__Problem requirements__
Identify every line in the records below that contains the word "reference", and reproduce each one.

__Recorded data__

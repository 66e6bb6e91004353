//! Handler tables for the session façades.
//!
//! Handlers are stored behind `Arc` so a dispatch can clone one out,
//! release the table lock, and invoke it without holding any session
//! lock; a handler is therefore free to call back into the session.
//!
//! The three invoked-handler shapes are one tagged choice, not three
//! independent slots: installing any shape clears the other two.

use std::sync::Arc;

use bytes::Bytes;

use super::{LogLevel, ResultFn};
use crate::Handle;

/// The installed invoked-handler shape for a client session.
#[derive(Clone)]
pub(crate) enum ClientInvokeHandler {
    /// `(conn, promise id, body)`; the user answers later through
    /// `send_result`.
    PromiseId(Arc<dyn Fn(Handle, Handle, Bytes) + Send + Sync>),
    /// `(body) -> body`; the return value is sent as the response.
    Immediate(Arc<dyn Fn(Bytes) -> Vec<u8> + Send + Sync>),
    /// `(body, result_fn)`; the result function may fire later, from
    /// any thread.
    WithCallback(Arc<dyn Fn(Bytes, ResultFn) + Send + Sync>),
}

#[derive(Default, Clone)]
pub(crate) struct ClientCallbacks {
    pub received: Option<Arc<dyn Fn(Bytes) + Send + Sync>>,
    pub invoked: Option<ClientInvokeHandler>,
    pub result: Option<Arc<dyn Fn(Handle, Bytes) + Send + Sync>>,
    pub connect: Option<Arc<dyn Fn() + Send + Sync>>,
    pub disconnect: Option<Arc<dyn Fn() + Send + Sync>>,
    pub error: Option<Arc<dyn Fn() + Send + Sync>>,
    pub log: Option<Arc<dyn Fn(LogLevel, String, String) + Send + Sync>>,
}

/// The installed invoked-handler shape for a server session.
#[derive(Clone)]
pub(crate) enum ServerInvokeHandler {
    PromiseId(Arc<dyn Fn(Handle, Handle, Bytes) + Send + Sync>),
    Immediate(Arc<dyn Fn(Handle, Bytes) -> Vec<u8> + Send + Sync>),
    WithCallback(Arc<dyn Fn(Handle, Bytes, ResultFn) + Send + Sync>),
}

#[derive(Default, Clone)]
pub(crate) struct ServerCallbacks {
    pub received: Option<Arc<dyn Fn(Handle, Bytes) + Send + Sync>>,
    pub invoked: Option<ServerInvokeHandler>,
    pub result: Option<Arc<dyn Fn(Handle, Handle, Bytes) + Send + Sync>>,
    pub connect: Option<Arc<dyn Fn(Handle) + Send + Sync>>,
    pub disconnect: Option<Arc<dyn Fn(Handle) + Send + Sync>>,
    pub error: Option<Arc<dyn Fn(Handle) + Send + Sync>>,
    pub log: Option<Arc<dyn Fn(Handle, LogLevel, String, String) + Send + Sync>>,
}
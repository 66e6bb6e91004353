//! Lifetime token gating user-held closures against session destruction.
//!
//! A session hands result functions into arbitrary user code that may
//! outlive it. Each such closure captures a weak reference to the
//! session's shield token; its first act is to upgrade, and an upgrade
//! failure means the session is gone and the closure returns without
//! touching anything.
//!
//! Destruction clears the strong reference and then spins until no
//! upgrade can succeed, so a closure that is mid-execution finishes
//! before the session's teardown continues.

use std::sync::{Arc, Mutex, Weak};
use std::thread;
use std::time::Duration;

pub(crate) struct Shield {
    token: Mutex<Option<Arc<()>>>,
}

impl Shield {
    pub fn new() -> Self {
        Self {
            token: Mutex::new(Some(Arc::new(()))),
        }
    }

    /// A weak reference for a closure to capture. Already-cleared
    /// shields hand out a dead weak.
    pub fn weak(&self) -> Weak<()> {
        self.token
            .lock()
            .unwrap_or_else(|e| e.into_inner())
            .as_ref()
            .map(Arc::downgrade)
            .unwrap_or_default()
    }

    /// Drop the strong reference and wait until every outstanding
    /// upgrade has been released.
    pub fn clear(&self) {
        let taken = self
            .token
            .lock()
            .unwrap_or_else(|e| e.into_inner())
            .take();
        let Some(strong) = taken else {
            return;
        };
        let weak = Arc::downgrade(&strong);
        drop(strong);
        while weak.upgrade().is_some() {
            thread::sleep(Duration::from_millis(1));
        }
    }
}
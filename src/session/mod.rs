//! Session façades and the public vocabulary they share.
//!
//! Three façades compose the transport, frame codec, write queue,
//! delivery queue and pending-invoke registry into the session
//! contract:
//!
//! - [`ClientSession`] - one remote peer, reconnecting
//! - [`ServerSession`] - any number of peers addressed by connection handle
//! - [`SingleServerSession`] - latest-connection-only adapter with the
//!   client-shaped surface
//!
//! All user callbacks run on the session's delivery thread, in order.

mod callbacks;
mod client;
mod server;
mod shield;
mod single;

pub use client::ClientSession;
pub use server::ServerSession;
pub use single::SingleServerSession;

pub(crate) use shield::Shield;

use std::sync::Arc;

use bytes::Bytes;

/// Log record category used by the session façades.
pub(crate) const CONNECTION_CATEGORY: &str = "connection";
/// Log record category used by the event-loop transports.
pub(crate) const TRANSPORT_CATEGORY: &str = "transport";

/// Minimum-severity filter for the session log sink.
///
/// `None` disables the sink entirely and orders above every real
/// level.
#[derive(Debug, Clone, Copy, PartialEq, Eq, PartialOrd, Ord)]
pub enum LogLevel {
    Debug,
    Info,
    Warning,
    Error,
    None,
}

impl LogLevel {
    /// Parse a case-insensitive level name; unknown names mean `None`.
    pub fn from_name(value: &str) -> LogLevel {
        if value.eq_ignore_ascii_case("debug") {
            LogLevel::Debug
        } else if value.eq_ignore_ascii_case("info") {
            LogLevel::Info
        } else if value.eq_ignore_ascii_case("warning") {
            LogLevel::Warning
        } else if value.eq_ignore_ascii_case("error") {
            LogLevel::Error
        } else {
            LogLevel::None
        }
    }

    pub fn as_str(self) -> &'static str {
        match self {
            LogLevel::Debug => "DEBUG",
            LogLevel::Info => "INFO",
            LogLevel::Warning => "WARNING",
            LogLevel::Error => "ERROR",
            LogLevel::None => "NONE",
        }
    }

    pub(crate) fn as_u8(self) -> u8 {
        self as u8
    }

    pub(crate) fn from_u8(value: u8) -> LogLevel {
        match value {
            0 => LogLevel::Debug,
            1 => LogLevel::Info,
            2 => LogLevel::Warning,
            3 => LogLevel::Error,
            _ => LogLevel::None,
        }
    }
}

impl std::fmt::Display for LogLevel {
    fn fmt(&self, f: &mut std::fmt::Formatter<'_>) -> std::fmt::Result {
        f.write_str(self.as_str())
    }
}

/// How an invocation completed.
#[derive(Debug, Clone, Copy, PartialEq, Eq)]
pub enum InvokeResult {
    /// The response arrived.
    Good,
    /// The peer vanished before responding.
    RemoteDisconnect,
    /// This session was disconnected or destroyed.
    LocalDisconnect,
}

/// Outcome of a client `connect` call.
#[derive(Debug, Clone, Copy, PartialEq, Eq)]
pub enum ConnectStatus {
    /// The connect is in progress (retrying with backoff as needed).
    Connecting,
    /// The session is already connected.
    Connected,
    /// The session is shutting down; the connect was cancelled.
    ShuttingDown,
    /// Fatal input error (empty endpoint, malformed address).
    Failed,
}

/// Session construction options.
#[derive(Debug, Clone)]
pub struct SessionConfig {
    /// Widen local-endpoint permissions so other users can connect.
    /// Only meaningful for local-transport servers.
    pub allow_multiuser_access: bool,
    /// Evict all existing peers whenever a new one is accepted.
    /// Server only; [`SingleServerSession`] forces this on.
    pub latest_connection_only: bool,
    /// Initial minimum level for the log sink.
    pub log_level: LogLevel,
}

impl Default for SessionConfig {
    fn default() -> Self {
        Self {
            allow_multiuser_access: false,
            latest_connection_only: false,
            log_level: LogLevel::None,
        }
    }
}

/// Completion callback paired with an invocation at `invoke` time.
pub type PromiseCallback = Box<dyn FnOnce(InvokeResult, Bytes) + Send + 'static>;

/// Result function handed to the callback-shaped invoked handler.
///
/// May be called later, from any thread. Once the session that issued
/// it has been destroyed, calling it is a safe no-op.
pub type ResultFn = Arc<dyn Fn(Vec<u8>) + Send + Sync>;
//! Error types for framewire.

use thiserror::Error;

/// Main error type for all framewire operations.
#[derive(Debug, Error)]
pub enum FramewireError {
    /// I/O error during pipe/socket operations.
    #[error("I/O error: {0}")]
    Io(#[from] std::io::Error),

    /// Endpoint string could not be used (empty name, malformed address).
    #[error("Invalid endpoint: {0}")]
    InvalidEndpoint(String),

    /// Protocol error (oversized frame, corrupt header).
    #[error("Protocol error: {0}")]
    Protocol(String),

    /// The session is shutting down or already torn down.
    #[error("Connection closed")]
    ConnectionClosed,
}

/// Result type alias using FramewireError.
pub type Result<T> = std::result::Result<T, FramewireError>;
//! Delivery queue: a single worker thread that serializes user callbacks.
//!
//! Every user-observable callback (connect, disconnect, error, received,
//! invoked, result, completion, log) runs on this thread, in the order
//! it was enqueued. User code therefore cannot stall the I/O loop,
//! callback ordering is deterministic per session, and user handlers
//! never race with each other.
//!
//! Stopping drains the work already queued, then joins the thread.

use std::sync::Mutex;
use std::thread;

use tokio::sync::mpsc;

/// A unit of user-facing work.
pub(crate) type Job = Box<dyn FnOnce() + Send + 'static>;

/// Single-consumer callback queue backed by a dedicated thread.
pub(crate) struct DeliveryQueue {
    tx: Mutex<Option<mpsc::UnboundedSender<Job>>>,
    worker: Mutex<Option<thread::JoinHandle<()>>>,
}

impl DeliveryQueue {
    pub fn new() -> Self {
        let (tx, mut rx) = mpsc::unbounded_channel::<Job>();
        let worker = thread::Builder::new()
            .name("framewire-delivery".into())
            .spawn(move || {
                while let Some(job) = rx.blocking_recv() {
                    job();
                }
            })
            .ok();

        Self {
            tx: Mutex::new(Some(tx)),
            worker: Mutex::new(worker),
        }
    }

    /// Enqueue a callback. A no-op once the queue has been stopped.
    pub fn enqueue(&self, job: impl FnOnce() + Send + 'static) {
        let tx = self.tx.lock().unwrap_or_else(|e| e.into_inner());
        if let Some(tx) = tx.as_ref() {
            let _ = tx.send(Box::new(job));
        }
    }

    /// Drain remaining work and join the worker thread.
    pub fn stop(&self) {
        let tx = self
            .tx
            .lock()
            .unwrap_or_else(|e| e.into_inner())
            .take();
        drop(tx);

        let worker = self
            .worker
            .lock()
            .unwrap_or_else(|e| e.into_inner())
            .take();
        if let Some(worker) = worker {
            if worker.thread().id() != thread::current().id() {
                let _ = worker.join();
            }
        }
    }
}

impl Drop for DeliveryQueue {
    fn drop(&mut self) {
        self.stop();
    }
}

__Your response__
//! outlive it. Each such closure captures a weak reference to the
//! Destruction clears the strong reference and then spins until no
    /// A weak reference for a closure to capture. Already-cleared
    /// Drop the strong reference and wait until every outstanding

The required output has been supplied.